Lipopolysaccharide interferes with the use of the human Cell Line Activation Test to determine the allergic potential of proteins

Abstract

It was believed that high molecular weight molecules including proteins cannot penetrate the skin. However, protein penetration through disrupted/ruptured skin has been reported recently, thus carrying the potential for inducing an allergic response. We used the human Cell Line Activation Test (h-CLAT), an in vitro skin sensitization test, to assess the allergic potential of proteins by measuring levels of CD86 and CD54 in the human monocytic leukemia cell line THP-1. Six allergens including ovalbumin (OVA) and human serum albumin (HSA; negative control) upregulated CD86 and/or CD54; a false-positive result was obtained using HSA. This was caused by lipopolysaccharide (LPS) contamination.

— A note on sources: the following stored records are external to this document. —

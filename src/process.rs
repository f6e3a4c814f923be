//! Discover, scan, and rename.
//!
//! Files are scanned in parallel, each through its own file handle.
//! Renames run sequentially in discovery order, so that two files
//! planned for the same new name are resolved deterministically:
//! the first one is renamed, the second is skipped.

use std::path::PathBuf;

use log::{info, warn};
use rayon::prelude::{IntoParallelRefIterator, ParallelIterator};

use crate::{discover::discover, Config, Rename, StampError};

/// Result for a single file.
#[derive(Debug)]
pub enum Outcome {
    /// File was renamed.
    Renamed(Rename),
    /// Dry run, file would have been renamed.
    Planned(Rename),
    /// File already has the derived name.
    Unchanged(PathBuf),
    /// Creation time could not be read,
    /// or the rename failed.
    Skipped{path: PathBuf, reason: StampError},
}

impl Outcome {
    pub fn path(&self) -> &PathBuf {
        match self {
            Outcome::Renamed(r) | Outcome::Planned(r) => &r.from,
            Outcome::Unchanged(path) | Outcome::Skipped{path, ..} => path,
        }
    }
}

/// Outcomes for all discovered files, in discovery order.
#[derive(Debug, Default)]
pub struct Report {
    pub outcomes: Vec<Outcome>,
}

impl Report {
    pub fn len(&self) -> usize {
        self.outcomes.len()
    }

    pub fn is_empty(&self) -> bool {
        self.outcomes.is_empty()
    }

    pub fn renamed(&self) -> usize {
        self.outcomes.iter().filter(|o| matches!(o, Outcome::Renamed(_))).count()
    }

    pub fn planned(&self) -> usize {
        self.outcomes.iter().filter(|o| matches!(o, Outcome::Planned(_))).count()
    }

    pub fn unchanged(&self) -> usize {
        self.outcomes.iter().filter(|o| matches!(o, Outcome::Unchanged(_))).count()
    }

    pub fn skipped(&self) -> usize {
        self.outcomes.iter().filter(|o| matches!(o, Outcome::Skipped{..})).count()
    }
}

/// Renames all files under `config.root` after their creation time.
///
/// Dates in new file names use `config.offset`, which
/// `Config::new` sets to the local UTC offset.
///
/// Only a failure to read `config.root` is returned as an error,
/// failures for individual files are reported as `Outcome::Skipped`.
pub fn run(config: &Config) -> Result<Report, StampError> {
    let paths = discover(&config.root, config.extensions.as_slice())?;
    info!("Found {} file(s) in {}", paths.len(), config.root.display());

    let scanner = config.scanner();

    let scanned: Vec<_> = paths.par_iter()
        .map(|path| (path, scanner.creation_time_at(path)))
        .collect();

    let outcomes = scanned.into_iter()
        .map(|(path, created)| {
            let outcome = created
                .and_then(|created| {
                    info!("Movie created at {created} ({})", path.display());
                    config.naming.plan(path, created)
                })
                .and_then(|rename| commit(rename, config.dry_run))
                .unwrap_or_else(|reason| Outcome::Skipped{path: path.to_owned(), reason});
            if let Outcome::Skipped{reason, ..} = &outcome {
                warn!("Skipping {}: {reason}", outcome.path().display());
            }
            outcome
        })
        .collect();

    Ok(Report { outcomes })
}

fn commit(rename: Rename, dry_run: bool) -> Result<Outcome, StampError> {
    if rename.is_noop() {
        info!("Unchanged {}", rename.from.display());
        return Ok(Outcome::Unchanged(rename.from));
    }
    if dry_run {
        info!("Would rename {} -> {}", rename.from.display(), rename.to.display());
        return Ok(Outcome::Planned(rename));
    }
    rename.apply()?;
    info!("Renamed {} -> {}", rename.from.display(), rename.to.display());
    Ok(Outcome::Renamed(rename))
}
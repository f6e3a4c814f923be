use clap::Parser;
use std::path::PathBuf;

use movstamp::consts::{DEFAULT_DATE_FORMAT, DEFAULT_PREFIX, EXTENSIONS};

/// Rename MOV/MP4 files after the creation time in their movie header.
#[derive(Parser, Clone, Debug)]
#[command(version)]
pub struct Cli {
    /// File or directory to process (recursively).
    pub root: PathBuf,

    /// File extensions to process, case-insensitive.
    #[arg(long = "ext", value_name = "EXT", default_values = EXTENSIONS)]
    pub extensions: Vec<String>,

    /// Prefix for new file names.
    #[arg(long, default_value = DEFAULT_PREFIX)]
    pub prefix: String,

    /// Date format for new file names, in `time` format description syntax.
    #[arg(long, default_value = DEFAULT_DATE_FORMAT)]
    pub date_format: String,

    /// Search all children of the movie atom for the movie header,
    /// not only the first one.
    #[arg(long)]
    pub deep: bool,

    /// Print planned renames without renaming.
    #[arg(long)]
    pub dry_run: bool,

    /// Use UTC instead of local time for dates.
    #[arg(long)]
    pub utc: bool,
}
//! Rename QuickTime (MOV) and MP4 files after the creation time
//! stored in their movie header atom (`moov/mvhd`).
//! Does not and will not support any kind of video de/encoding.
//!
//! The implementation was mostly done with help from
//! <https://developer.apple.com/documentation/quicktime-file-format>.
//!
//! ```no_run
//! use movstamp::{creation_time, NamingScheme};
//! use std::{fs::File, path::Path};
//!
//! fn main() -> Result<(), Box<dyn std::error::Error>> {
//!     let path = Path::new("IMG_1234.MOV");
//!     let created = creation_time(&mut File::open(path)?)?;
//!
//!     // VID_20230731_1234.MOV
//!     let rename = NamingScheme::default().plan(path, created)?;
//!     rename.apply()?;
//!
//!     Ok(())
//! }
//! ```

pub mod atom;
pub mod config;
pub mod consts;
pub mod discover;
pub mod errors;
pub mod fourcc;
pub mod process;
pub mod rename;
pub mod scanner;
pub mod support;

mod reader;


pub use atom::{AtomHeader, MvhdPrefix};
pub use config::Config;
pub use consts::{APPLE_EPOCH_ADJUSTMENT, mov_time_zero};
pub use discover::discover;
pub use errors::{FormatError, StampError};
pub use fourcc::FourCC;
pub use process::{run, Outcome, Report};
pub use reader::AtomHeaders;
pub use rename::{NamingScheme, Rename};
pub use scanner::{creation_time, Descent, Scanner};
use std::io::{Read, Seek};

use binrw::{BinRead, BinReaderExt};

use crate::{consts::HEADER_SIZE, FormatError, FourCC};

/// Header as stored in the stream.
#[derive(Debug, BinRead)]
#[br(big)]
struct RawHeader {
    size: u32,
    name: [u8; 4],
}

/// Atom header.
/// Always 8 bytes, 64-bit sizes are not supported.
///
/// ```ignore
/// | [X X X X] [Y Y Y Y] |
///    |         |
///    |         FourCC
///    32bit size, including header
/// ```
#[derive(Debug, Clone, Default)]
pub struct AtomHeader {
    /// Total atom size in bytes including the 8 byte header.
    /// As stored, i.e. not validated.
    pub(crate) atom_size: u32,
    /// FourCC
    pub(crate) name: FourCC,
    /// Absolute byte offset for start of atom,
    /// i.e. byte offset for its header.
    pub(crate) offset: u64,
}

impl AtomHeader {
    /// Reads header at current position.
    ///
    /// Does not verify that current position
    /// is at atom boundary.
    pub fn read<R: Read + Seek>(reader: &mut R) -> Result<Self, FormatError> {
        let offset = reader.stream_position()?;
        let raw = reader.read_be::<RawHeader>()?;
        Ok(Self {
            atom_size: raw.size,
            name: FourCC::from_slice(&raw.name),
            offset,
        })
    }

    pub fn atom_size(&self) -> u32 {
        self.atom_size
    }

    pub fn name(&self) -> &FourCC {
        &self.name
    }

    pub fn offset(&self) -> u64 {
        self.offset
    }

    /// Data load absolute offset.
    pub fn data_offset(&self) -> u64 {
        self.offset + HEADER_SIZE
    }

    /// Returns the atom size if it covers at least the header.
    ///
    /// `0` (extends to end of file) and `1` (64-bit size follows)
    /// are rejected along with other sizes below 8.
    pub fn checked_size(&self) -> Result<u64, FormatError> {
        match self.atom_size as u64 >= HEADER_SIZE {
            true => Ok(self.atom_size as u64),
            false => Err(FormatError::UnexpectedAtomSize {
                size: self.atom_size,
                offset: self.offset,
            }),
        }
    }

    /// Absolute offset to next atom.
    pub fn offset_next_abs(&self) -> Result<u64, FormatError> {
        Ok(self.offset + self.checked_size()?)
    }
}
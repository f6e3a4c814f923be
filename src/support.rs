use log::warn;
use time::UtcOffset;

/// Single-byte chars from bytes, collected as `String`.
/// Maps 0-255 to `char`, exceeding ascii, since
/// some devices use ISO8859-1 in FourCC.
pub(crate) fn latin1_string(bytes: &[u8]) -> String {
    bytes.iter()
        .map(|b| *b as char)
        .collect()
}

/// Local UTC offset, falling back to UTC.
///
/// Must be called before any other threads are spawned,
/// otherwise the offset can not be determined on most
/// unix systems.
pub fn local_offset() -> UtcOffset {
    match UtcOffset::current_local_offset() {
        Ok(offset) => offset,
        Err(err) => {
            warn!("Could not determine local UTC offset, using UTC: {err}");
            UtcOffset::UTC
        }
    }
}
//! The two atom structures the creation time scan reads.

mod atom_header;
mod mvhd;

pub use atom_header::AtomHeader;
pub use mvhd::MvhdPrefix;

Naturally derived materials often include LPS at various concentrations and may influence protein induction of CD86 and CD54. Additionally, polymyxin B, an LPS inhibitor, could not completely overcome the effect of LPS. Therefore, if test proteins contain ≥0.1 EU/mL LPS, their allergenic potency will not be assessed accurately using h-CLAT. These data show that naturally occurring materials or those derived from living organisms should be evaluated for their LPS content. It is important to confirm the applicability of in vitro methods such as h-CLAT for assessing the allergenic potency of naturally occurring proteins; our findings can be a foundation for future studies.